Debut got underway for Avatiu Harbour, on Rarotonga, in the Cook Islands on 1.7.1982. It was a long up-hill slog of some 900 miles, and we entered the harbour four days later. The usual round of drinking and form-filling took place with officials all over the ship, and she was locked up and fumigated against the dreaded rhinoceros beetle. All the crew hit the bars and hotels of the small town, until Debut could be cleared by the fumigation inspectors.
Young native girls crowded on board the ship and asked if they could party with the crew, so a good time was had by all. They helped out in anyway they could in the crew's quarters , and gave themselves willingly to anyone just for the pleasure of being loved.

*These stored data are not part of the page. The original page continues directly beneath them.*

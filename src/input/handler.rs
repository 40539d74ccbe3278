use super::command::Command;
use crate::app::{AppState, TIMELINE_PAGE};
use crate::domain::{Dialog, InputMode, Pane};
use std::time::Instant;

/// Apply one command to the state machine. Returns true when the app should quit.
pub fn handle_command(app: &mut AppState, command: Command) -> bool {
    handle_command_at(app, command, Instant::now())
}

/// Same as [`handle_command`] with an explicit clock
pub fn handle_command_at(app: &mut AppState, command: Command, now: Instant) -> bool {
    // Ticks and I/O completions never count as user input
    match command {
        Command::Tick => {
            app.tick(now);
            return false;
        }
        Command::Loaded(loaded) => {
            app.apply_loaded(*loaded);
            return false;
        }
        Command::Saved(outcome) => {
            app.on_saved(outcome);
            return false;
        }
        Command::Exported(result) => {
            app.on_exported(result);
            return false;
        }
        _ => {}
    }

    // An armed exit prompt swallows the next command
    if app.exit_confirm.is_some() {
        if matches!(command, Command::Interrupt | Command::Confirm) {
            return true;
        }
        app.disarm_exit();
        return false;
    }

    if command == Command::Interrupt {
        app.arm_exit(now);
        return false;
    }

    if app.show_overview {
        handle_overview(app, command);
        return false;
    }

    if app.dialog != Dialog::None {
        handle_dialog(app, command);
        return false;
    }

    match app.mode {
        InputMode::TextInput => handle_text_input(app, command),
        InputMode::Search => handle_search(app, command),
        InputMode::FilterPending => handle_filter_pending(app, command),
        InputMode::Normal => handle_normal(app, command),
    }
    false
}

fn handle_overview(app: &mut AppState, command: Command) {
    match command {
        Command::ToggleOverview | Command::Cancel => app.toggle_overview(),
        Command::MoveMonths(months) => app.move_viewing_month(months),
        _ => {}
    }
}

fn handle_dialog(app: &mut AppState, command: Command) {
    if command == Command::CloseDialog {
        app.close_dialog();
        return;
    }

    match app.dialog {
        Dialog::Theme => {
            if let Command::SelectTheme(number) = command {
                app.select_theme(number);
            }
        }
        Dialog::Export => match command {
            Command::SetExportFormat(format) => app.set_export_format(format),
            Command::SetExportScope(scope) => app.set_export_scope(scope),
            Command::RunExport => app.run_export(),
            _ => {}
        },
        Dialog::ConfirmClearTimeline => match command {
            Command::Confirm => app.confirm_clear_timeline(),
            Command::Deny => app.close_dialog(),
            _ => {}
        },
        Dialog::TaskDetail => app.close_dialog(),
        Dialog::Help | Dialog::None => {}
    }
}

fn handle_text_input(app: &mut AppState, command: Command) {
    match command {
        Command::Insert(c) => app.entry_insert(c),
        Command::Backspace => app.entry_backspace(),
        Command::Submit => app.submit_entry(),
        Command::Cancel => app.cancel_entry(),
        _ => {}
    }
}

fn handle_search(app: &mut AppState, command: Command) {
    match command {
        Command::Insert(c) => app.search_insert(c),
        Command::Backspace => app.search_backspace(),
        Command::Submit => app.submit_search(),
        Command::Cancel => app.cancel_search(),
        _ => {}
    }
}

fn handle_filter_pending(app: &mut AppState, command: Command) {
    match command {
        Command::ApplyFilter(filter) => app.apply_filter(filter),
        _ => app.cancel_filter(),
    }
}

fn handle_normal(app: &mut AppState, command: Command) {
    match command {
        Command::Undo => app.undo(),
        Command::ToggleDialog(dialog) => app.toggle_dialog(dialog),
        Command::ToggleOverview => app.toggle_overview(),
        Command::FocusPane(pane) => app.focus_pane(pane),
        Command::NextPane => app.focus_pane(app.pane.next()),
        Command::PrevPane => app.focus_pane(app.pane.prev()),
        Command::StartSearch => app.start_search(),
        Command::ClearFilters => app.clear_filters(),
        other => match app.pane {
            Pane::Calendar => handle_calendar(app, other),
            Pane::Tasks => handle_tasks(app, other),
            Pane::Timeline => handle_timeline(app, other),
        },
    }
}

fn handle_calendar(app: &mut AppState, command: Command) {
    match command {
        Command::MoveDays(days) => app.move_days(days),
        Command::MoveMonths(months) => app.move_months(months),
        Command::GoToday => app.go_today(),
        _ => {}
    }
}

fn handle_tasks(app: &mut AppState, command: Command) {
    match command {
        Command::SelectNext => app.move_selection_down(),
        Command::SelectPrev => app.move_selection_up(),
        Command::AddTask => app.begin_add_task(),
        Command::AddSubtask => app.begin_add_subtask(),
        Command::EditTask => app.begin_edit_task(),
        Command::DeleteTask => app.delete_selected(),
        Command::ToggleComplete => app.toggle_complete(),
        Command::Delegate => app.delegate(),
        Command::ToggleDelay => app.toggle_delay(),
        Command::ToggleRunning => app.toggle_running(),
        Command::ToggleExpand => app.toggle_expand(),
        Command::Collapse => app.collapse(),
        Command::SetPriority(priority) => app.set_priority(priority),
        Command::StartFilter => app.start_filter(),
        Command::ShowDetails => app.show_details(),
        _ => {}
    }
}

fn handle_timeline(app: &mut AppState, command: Command) {
    match command {
        Command::ScrollDown => app.scroll_timeline_down(1),
        Command::ScrollUp => app.scroll_timeline_up(1),
        Command::PageDown => app.scroll_timeline_down(TIMELINE_PAGE),
        Command::PageUp => app.scroll_timeline_up(TIMELINE_PAGE),
        Command::RequestClearTimeline => app.request_clear_timeline(),
        _ => {}
    }
}
use crate::domain::{TaskTree, Timeline};
use std::collections::VecDeque;

pub const DEFAULT_UNDO_CAPACITY: usize = 50;

/// Independent copy of the task tree and timeline
#[derive(Debug, Clone, PartialEq)]
pub struct UndoState {
    pub tasks: TaskTree,
    pub timeline: Timeline,
}

/// Bounded stack of whole-model snapshots. The oldest entry is evicted on overflow.
#[derive(Debug, Clone)]
pub struct UndoStack {
    entries: VecDeque<UndoState>,
    capacity: usize,
}

impl Default for UndoStack {
    fn default() -> Self {
        Self::new(DEFAULT_UNDO_CAPACITY)
    }
}

impl UndoStack {
    pub fn new(capacity: usize) -> Self {
        Self {
            entries: VecDeque::with_capacity(capacity),
            capacity,
        }
    }

    /// Snapshot the current model. Later edits to `tasks`/`timeline` don't reach the copy.
    pub fn push(&mut self, tasks: &TaskTree, timeline: &Timeline) {
        if self.capacity == 0 {
            return;
        }
        if self.entries.len() == self.capacity {
            self.entries.pop_front();
        }
        self.entries.push_back(UndoState {
            tasks: tasks.clone(),
            timeline: timeline.clone(),
        });
    }

    pub fn pop(&mut self) -> Option<UndoState> {
        self.entries.pop_back()
    }

    /// Replace the model with the most recent snapshot; `false` when there is none
    pub fn restore(&mut self, tasks: &mut TaskTree, timeline: &mut Timeline) -> bool {
        match self.pop() {
            Some(state) => {
                *tasks = state.tasks;
                *timeline = state.timeline;
                true
            }
            None => false,
        }
    }

    pub fn len(&self) -> usize {
        self.entries.len()
    }

    pub fn is_empty(&self) -> bool {
        self.entries.is_empty()
    }

    pub fn capacity(&self) -> usize {
        self.capacity
    }

    pub fn clear(&mut self) {
        self.entries.clear();
    }
}

#[cfg(test)]
mod tests {
    use super::*;
    use crate::domain::{EventKind, Task, TaskState, TimelineEvent};
    use pretty_assertions::assert_eq;

    const DAY: &str = "2024-06-01";

    fn model() -> (TaskTree, Timeline) {
        let mut tasks = TaskTree::new();
        let mut timeline = Timeline::new();
        let mut parent = Task::new("Parent", DAY);
        parent.add_child(Task::new("Child", DAY));
        timeline.add_event(DAY, TimelineEvent::new(&parent, EventKind::Created));
        tasks.add_task(parent);
        (tasks, timeline)
    }

    #[test]
    fn test_push_pop_restores_despite_mutation() {
        let (mut tasks, mut timeline) = model();
        let before = (tasks.clone(), timeline.clone());
        let mut stack = UndoStack::default();

        stack.push(&tasks, &timeline);

        // Mutate deep inside the tree after the snapshot
        let parent_id = tasks.tasks_for_date(DAY)[0].id;
        let parent = tasks.find_mut(DAY, parent_id).unwrap();
        parent.children[0].rename("Changed");
        parent.set_state(TaskState::Completed);
        timeline.clear_date(DAY);

        assert!(stack.restore(&mut tasks, &mut timeline));
        assert_eq!(tasks, before.0);
        assert_eq!(timeline, before.1);
        assert!(stack.is_empty());
    }

    #[test]
    fn test_restore_empty_is_noop() {
        let (mut tasks, mut timeline) = model();
        let before = tasks.clone();
        let mut stack = UndoStack::default();
        assert!(!stack.restore(&mut tasks, &mut timeline));
        assert_eq!(tasks, before);
    }

    #[test]
    fn test_capacity_never_exceeded() {
        let (mut tasks, timeline) = model();
        let mut stack = UndoStack::new(DEFAULT_UNDO_CAPACITY);
        for i in 0..DEFAULT_UNDO_CAPACITY + 10 {
            tasks.add_task(Task::new(format!("Task {}", i), DAY));
            stack.push(&tasks, &timeline);
            assert!(stack.len() <= stack.capacity());
        }
        assert_eq!(stack.len(), DEFAULT_UNDO_CAPACITY);
    }

    #[test]
    fn test_overflow_evicts_oldest() {
        let timeline = Timeline::new();
        let mut tasks = TaskTree::new();
        let mut stack = UndoStack::new(2);

        for title in ["one", "two", "three"] {
            tasks.add_task(Task::new(title, DAY));
            stack.push(&tasks, &timeline);
        }

        assert_eq!(stack.len(), 2);
        assert_eq!(stack.pop().unwrap().tasks.tasks_for_date(DAY).len(), 3);
        assert_eq!(stack.pop().unwrap().tasks.tasks_for_date(DAY).len(), 2);
        assert!(stack.pop().is_none());
    }

    #[test]
    fn test_zero_capacity_keeps_nothing() {
        let (tasks, timeline) = model();
        let mut stack = UndoStack::new(0);
        stack.push(&tasks, &timeline);
        assert!(stack.is_empty());
    }
}
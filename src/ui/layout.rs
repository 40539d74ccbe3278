use ratatui::layout::{Constraint, Direction, Layout, Rect};

/// Calendar column never shrinks below a full 7x4 grid plus borders
const CALENDAR_MIN_WIDTH: u16 = 30;
const TIMELINE_MIN_WIDTH: u16 = 28;

/// Main layout structure
pub struct MainLayout {
    pub keybindings_area: Rect,
    pub calendar_area: Rect,
    pub tasks_area: Rect,
    pub timeline_area: Rect,
    pub status_area: Rect,
}

/// Create the main layout
/// - Top bar: keybindings (1 row)
/// - Main area: Calendar (20%) | Tasks | Timeline (30%)
/// - Bottom bar: status line (1 row)
pub fn create_layout(area: Rect) -> MainLayout {
    let main_chunks = Layout::default()
        .direction(Direction::Vertical)
        .constraints([
            Constraint::Length(1), // Keybindings bar
            Constraint::Min(0),    // Panes
            Constraint::Length(1), // Status line
        ])
        .split(area);

    let content = main_chunks[1];
    let calendar_width = (content.width / 5).max(CALENDAR_MIN_WIDTH);
    let timeline_width = (content.width * 3 / 10).max(TIMELINE_MIN_WIDTH);

    let columns = Layout::default()
        .direction(Direction::Horizontal)
        .constraints([
            Constraint::Length(calendar_width),
            Constraint::Min(0),
            Constraint::Length(timeline_width),
        ])
        .split(content);

    MainLayout {
        keybindings_area: main_chunks[0],
        calendar_area: columns[0],
        tasks_area: columns[1],
        timeline_area: columns[2],
        status_area: main_chunks[2],
    }
}

/// Create centered modal area with a fixed height
pub fn create_modal_area(area: Rect, height: u16) -> Rect {
    let vertical_chunks = Layout::default()
        .direction(Direction::Vertical)
        .constraints([
            Constraint::Min(0),
            Constraint::Length(height.min(area.height)),
            Constraint::Min(0),
        ])
        .split(area);

    let horizontal_chunks = Layout::default()
        .direction(Direction::Horizontal)
        .constraints([
            Constraint::Percentage(20),
            Constraint::Percentage(60),
            Constraint::Percentage(20),
        ])
        .split(vertical_chunks[1]);

    horizontal_chunks[1]
}

#[cfg(test)]
mod tests {
    use super::*;

    #[test]
    fn test_create_layout() {
        let area = Rect::new(0, 0, 150, 40);
        let layout = create_layout(area);

        assert_eq!(layout.keybindings_area.height, 1);
        assert_eq!(layout.status_area.height, 1);
        assert_eq!(layout.calendar_area.width, 30);
        assert_eq!(layout.timeline_area.width, 45);
        assert_eq!(layout.tasks_area.width, 75);
        assert_eq!(layout.tasks_area.height, 38);
    }

    #[test]
    fn test_narrow_layout_keeps_minimum_widths() {
        let area = Rect::new(0, 0, 80, 24);
        let layout = create_layout(area);

        assert_eq!(layout.calendar_area.width, CALENDAR_MIN_WIDTH);
        assert_eq!(layout.timeline_area.width, TIMELINE_MIN_WIDTH);
        assert_eq!(layout.tasks_area.width, 22);
    }

    #[test]
    fn test_create_modal_area() {
        let area = Rect::new(0, 0, 100, 50);
        let modal = create_modal_area(area, 16);

        assert!(modal.width < area.width);
        assert_eq!(modal.height, 16);

        let tiny = create_modal_area(Rect::new(0, 0, 100, 10), 16);
        assert_eq!(tiny.height, 10);
    }
}
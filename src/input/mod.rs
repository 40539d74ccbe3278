pub mod command;
pub mod handler;
pub mod keymap;

pub use command::Command;
pub use handler::handle_command;
pub use keymap::command_for_key;
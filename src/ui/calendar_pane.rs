use crate::app::AppState;
use crate::domain::{CalendarDate, CalendarGrid, Pane, TaskTree};
use crate::ui::theme::Theme;
use ratatui::{
    layout::Rect,
    style::{Modifier, Style},
    text::{Line, Span},
    widgets::{Block, Borders, Paragraph},
    Frame,
};

const WEEKDAYS: [&str; 7] = [" Su ", " Mo ", " Tu ", " We ", " Th ", " Fr ", " Sa "];

/// Style for one day cell. Selection wins over today, which wins over the rest.
fn day_style(
    theme: &Theme,
    cell_date: CalendarDate,
    selected: CalendarDate,
    in_month: bool,
    has_tasks: bool,
) -> Style {
    let palette = &theme.palette;
    if cell_date == selected {
        theme.selected_style()
    } else if cell_date.is_today() {
        Style::default()
            .fg(palette.calendar_today)
            .add_modifier(Modifier::BOLD)
    } else if !in_month {
        Style::default().fg(palette.calendar_other_month)
    } else if has_tasks {
        Style::default().fg(palette.calendar_with_tasks)
    } else {
        theme.text_style()
    }
}

/// Month header, weekday row and six week rows for `viewing`
pub fn calendar_lines(
    tasks: &TaskTree,
    viewing: CalendarDate,
    selected: CalendarDate,
    theme: &Theme,
) -> Vec<Line<'static>> {
    let grid = CalendarGrid::generate(viewing);
    let mut lines = Vec::with_capacity(grid.weeks.len() + 3);

    lines.push(Line::from(Span::styled(
        format!("{} {}", viewing.month_name(), viewing.year()),
        theme.title_style(),
    )));
    lines.push(Line::raw(""));
    lines.push(Line::from(
        WEEKDAYS
            .iter()
            .map(|wd| Span::styled(*wd, theme.muted_style()))
            .collect::<Vec<_>>(),
    ));

    for week in &grid.weeks {
        let spans: Vec<Span> = week
            .iter()
            .map(|cell| {
                let has_tasks = !tasks.tasks_for_date(&cell.date.key()).is_empty();
                let text = if cell.date == selected {
                    format!("[{:>2}]", cell.date.day())
                } else {
                    format!(" {:>2} ", cell.date.day())
                };
                Span::styled(
                    text,
                    day_style(theme, cell.date, selected, cell.in_month, has_tasks),
                )
            })
            .collect();
        lines.push(Line::from(spans));
    }

    lines
}

/// Render the calendar pane
pub fn render_calendar_pane(f: &mut Frame, app: &AppState, area: Rect) {
    let theme = &app.theme;
    let lines = calendar_lines(&app.tasks, app.viewing_month, app.selected_date, theme);

    let paragraph = Paragraph::new(lines).block(
        Block::default()
            .borders(Borders::ALL)
            .border_style(theme.border_style(app.pane == Pane::Calendar))
            .title(Span::styled(" 1 Calendar ", theme.title_style())),
    );

    f.render_widget(paragraph, area);
}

After being caught by Julie with one of the young girls, John eventually got back in her good books by hiring a motorcycle to take her sightseeing around the island. 
In Puka Puka John wasn't so lucky when he got caught by Julie again, this time with Imi, Egon's Samoan girlfriend. There threatened to be a major war in the engine-room. Julie moved out of his cabin and spent the rest of the voyage sleeping out on deck.
On his return to New Zealand, John got a job as second engineer on a Kiwi purse-seiner. When his ship visited Honiara, in the Solomon Islands, he was offered a chief-engineer's position on a local purse-seiner, because of the time he'd spent as chief-engineer on Debut, which I'd stamped up in seaman's book. After each three to four week trip, he was able to buy another house in Australia. At the start of the Solomon Island civil war over Bougainville, he returned to Australia, sold his dozen or so houses, then returned to New Zealand to buy a sheep-station near Whangarei.
John set about building a private housing estate on his land, laying out the roads, drainage and utilities. But he soon got board with this routine, so left the construction site in the hands of the engineers and went back to sea as a Chief-engineer on a New Zealand super-seiner. Despite sending him E-mails to his last address, which were not received, I haven't seen or heard from him since. Get in touch, John, so we can chew the fat over old times. All the best, Dick Brooks.


----------



## Cpt Dick Brooks (May 13, 2013)

*For all Debuts and interested people.*

I finally made contact with Jon Bates on Sunday, when he sent me four E-mails containing a group of photos of our adventures in the Cook Islands and in American Samoa. There was also a couple of written text about his recent life. He's been working on an American super-seiner out of Pago Pago, two voyages on and two off, but don't think the tuna fishing business has long to go. There are so many Asian fishing-boats destroying the fish stocks. 
He now lives in Whangarei, with his pet dog for company. One of the photos he sent me was from his kitchen window looking down on a grassy valley, enclosed by trees. There was not another building in site. The nearby coast was only ten miles to the turquoise blue water and the sandy beach.
He has made contact himself with Annie-Banana, who is trying to contact Siggy's family in Pago Pago. She is trying to find out if there was an inquest into his death, and what the results were. Good old Siggy. R.I.P. All the best to you all, Cpt Dick Brooks.


----------